6. You going to do what Adam do? Or say, ‘Baby, let’s put this back on the tree’ ‘cause we have everything we need.

In Genesis 3, rather than correct his wife, Adam joined her in rebellion against God. Rejecting God’s standard of right and wrong revealed to them by His spoken words, Adam and Eve desired to test the authenticity of God’s revelation for themselves. They fell prey to the Devil’s tempting, “You will not certainly die, for God knows that when you eat from it your eyes will be opened, and you will be like God, knowing good and evil.”

They desired to create their own standard of right and wrong rather than submit to God’s, and test whether His warnings of death were accurate rather than agree with His revelation of the truth to them. They traded God-centered morality and epistemology for man-centered morality and epistemology.

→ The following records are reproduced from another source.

//! QuotaGuard background worker
//!
//! Applies pending schema and legacy tier migrations at startup, then keeps
//! active job gauges honest on a cron schedule.

mod config;
mod reconcile;

use std::sync::Arc;

use anyhow::Context;
use quotaguard_quota::{PgStore, QuotaService, SystemClock};
use tokio_cron_scheduler::{Job, JobScheduler};
use tracing_subscriber::EnvFilter;

use crate::config::WorkerConfig;

#[tokio::main]
async fn main() -> anyhow::Result<()> {
    dotenvy::dotenv().ok();

    tracing_subscriber::fmt()
        .json()
        .with_env_filter(
            EnvFilter::try_from_default_env().unwrap_or_else(|_| EnvFilter::new("info,sqlx=warn")),
        )
        .init();

    let config = WorkerConfig::from_env().context("Failed to load worker configuration")?;

    let pool = quotaguard_shared::create_pool(&config.database_url, config.pool)
        .await
        .context("Failed to connect to database")?;
    quotaguard_shared::run_migrations(&pool)
        .await
        .context("Failed to run database migrations")?;

    let store = Arc::new(PgStore::new(pool.clone(), config.quota.store_timeout));
    let service = Arc::new(QuotaService::new(store, &config.quota, Arc::new(SystemClock)));

    let migrated = service
        .migrate_legacy_tiers()
        .await
        .context("Failed to migrate legacy tier identifiers")?;
    tracing::info!(migrated, "Startup migrations complete");

    let mut scheduler = JobScheduler::new().await?;

    let job_service = Arc::clone(&service);
    let job = Job::new_async(config.reconcile_cron.as_str(), move |_id, _scheduler| {
        let service = Arc::clone(&job_service);
        Box::pin(async move {
            if let Err(e) = reconcile::run(&service).await {
                tracing::error!(error = %e, "Active job reconciliation failed");
            }
        })
    })
    .with_context(|| format!("Invalid RECONCILE_CRON '{}'", config.reconcile_cron))?;
    scheduler.add(job).await?;
    scheduler.start().await?;

    tracing::info!(schedule = %config.reconcile_cron, "Worker started");

    tokio::signal::ctrl_c().await?;
    tracing::info!("Shutdown signal received");
    scheduler.shutdown().await?;
    pool.close().await;

    Ok(())
}
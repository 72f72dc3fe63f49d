//! Active job gauge reconciliation
//!
//! Snaps each user's `active_jobs` gauge to the number of live (unarchived)
//! job applications. Catches slots leaked by deletion paths that never
//! released. The count is taken by the store while the subscription record is
//! locked, so an acquire that lands mid-run is never overwritten.

use std::time::Duration;

use quotaguard_quota::{QuotaError, QuotaResult, QuotaService, ReconcileOutcome, SubscriptionStore};
use quotaguard_shared::{Feature, UserId};
use tokio_retry::strategy::{jitter, ExponentialBackoff};
use tokio_retry::Retry;

const RETRY_BASE_DELAY: Duration = Duration::from_millis(100);
const RETRY_MAX_DELAY: Duration = Duration::from_secs(5);
const MAX_RETRIES: usize = 3;

#[derive(Debug, Default, Clone, Copy, PartialEq, Eq)]
pub struct ReconcileReport {
    pub checked: usize,
    pub drifted: usize,
    pub failed: usize,
}

/// Reconcile one user's gauge, retrying if the store is briefly unavailable
async fn reconcile_user<S: SubscriptionStore>(
    service: &QuotaService<S>,
    user_id: UserId,
) -> QuotaResult<ReconcileOutcome> {
    let retry_strategy = ExponentialBackoff::from_millis(RETRY_BASE_DELAY.as_millis() as u64)
        .max_delay(RETRY_MAX_DELAY)
        .take(MAX_RETRIES)
        .map(jitter);

    Retry::spawn(retry_strategy, || async move {
        let result = service.reconcile_live(user_id, Feature::ActiveJobs).await;
        match &result {
            Err(e) if e.is_retryable() => {
                tracing::debug!(user_id = %user_id, error = %e, "Store unavailable - will retry");
                Err(result)
            }
            _ => Ok(result),
        }
    })
    .await
    .unwrap_or_else(|e| e)
}

/// Reconcile every user with a record. Per-user failures are logged and
/// counted; one bad record does not stop the run.
pub async fn reconcile_all<S: SubscriptionStore>(
    service: &QuotaService<S>,
) -> QuotaResult<ReconcileReport> {
    let mut report = ReconcileReport::default();

    for user_id in service.list_users().await? {
        report.checked += 1;
        match reconcile_user(service, user_id).await {
            Ok(outcome) if outcome.drifted() => report.drifted += 1,
            Ok(_) => {}
            Err(QuotaError::SubscriptionNotFound(_)) => {
                tracing::debug!(user_id = %user_id, "Record removed before reconcile, skipping");
            }
            Err(e) => {
                report.failed += 1;
                tracing::error!(user_id = %user_id, error = %e, "Failed to reconcile active jobs");
            }
        }
    }

    Ok(report)
}

pub async fn run<S: SubscriptionStore>(service: &QuotaService<S>) -> anyhow::Result<ReconcileReport> {
    let report = reconcile_all(service).await?;

    if report.drifted > 0 || report.failed > 0 {
        tracing::warn!(
            checked = report.checked,
            drifted = report.drifted,
            failed = report.failed,
            "Active job reconciliation finished with corrections"
        );
    } else {
        tracing::info!(checked = report.checked, "Active job reconciliation finished");
    }
    Ok(report)
}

In the song “Everything We Need,” West exhorts listeners not to seek their own standards of morality and knowledge but to submit to God’s, rejoicing in God’s care for His people, supplying them everything they need.

5. To sing of change, you think I’m joking. To praise His name, you ask what I’m smoking. Yes, I understand your reluctancy. But I have a request, you see. Don’t throw me up, lay your hands on me, please pray for me.

Previously in the song “Hands On,” West addressed Christians who’ve rejected his profession of faith. His reaction to their adverse judgements is a plea for their prayer—“don’t throw me up, lay your hands on me, please pray for me”—an incredibly mature response.

In the constant spotlight is not an easy place for a new and high-profile Christian to be. West is going to make mistakes. Rather than tear him down for them, West is asking those who are in Christ to pray for him, that he may learn and grow in sanctification.

4. I can’t keep it to myself, I can’t sit here and be still. Everybody, I will tell ’til the whole world is healed.

In “God Is,” West expresses the heart of the evangelist. How can someone who’s been turned from sinner to saint, lost to found, hopeless to full of certain and overflowing hope keep quiet about the God who provides that hope?

Anyone with any knowledge of pop culture knows that West has been in bad places mentally and spiritually for a long time. But he’s healed now, and he wants the world to know who healed him, that they might be healed too.

3. All the captives are forgiven. Time to break down all the prisons. Every man, every woman. There is freedom from addiction.

Numerous Bible verses describe sin as a slave master. Apart from Christ, there is no hope of escape from the prison of sin and its effects: death and damnation. But Christ sets sin’s captives free, a dynamic West touches on in the song “Selah” by quoting John 8:36: “Whom the son sets free is free indeed.” In light of Christ’s work, the people of God are empowered to share the gospel, breaking down the prisons that formerly held repentant sinners.

2. Cut out all the lights, He the light.

Among West’s biggest hits is his 2010 song “All of the Lights” which reached triple platinum sales in 2013 and for which West won two Grammy Awards. In the opening line of the first verse of “Hands On,” West communicates a forsaking of personal ambition out of a desire for the true light of the world to shine, the light that doesn’t bring mere worldly accolades but eternal redemption to the Creator through a washing away of the sin that separates us from Him.

On the subject of washing away…

1. Everybody wanted Yandhi. Then Jesus Christ did the laundry.

“Jesus is King” is West’s ninth album, but it wasn’t supposed to be. “Yandhi” was scheduled for release in September 2018 before being scrapped. Why? The direction of West’s life changed. Numerous Bible verses describe spiritual regeneration as having one’s sins washed away. Even more applicably to the song, Revelation 7:14 depicts the redeemed of God as those whose robes have been washed white in the blood of the lamb.

Where he would’ve continued making music glorifying sin, West now glorifies God. In the words of rapper Shai Linne, God “takes blasphemous lips and turns them into instruments for His praise.” Hallelujah.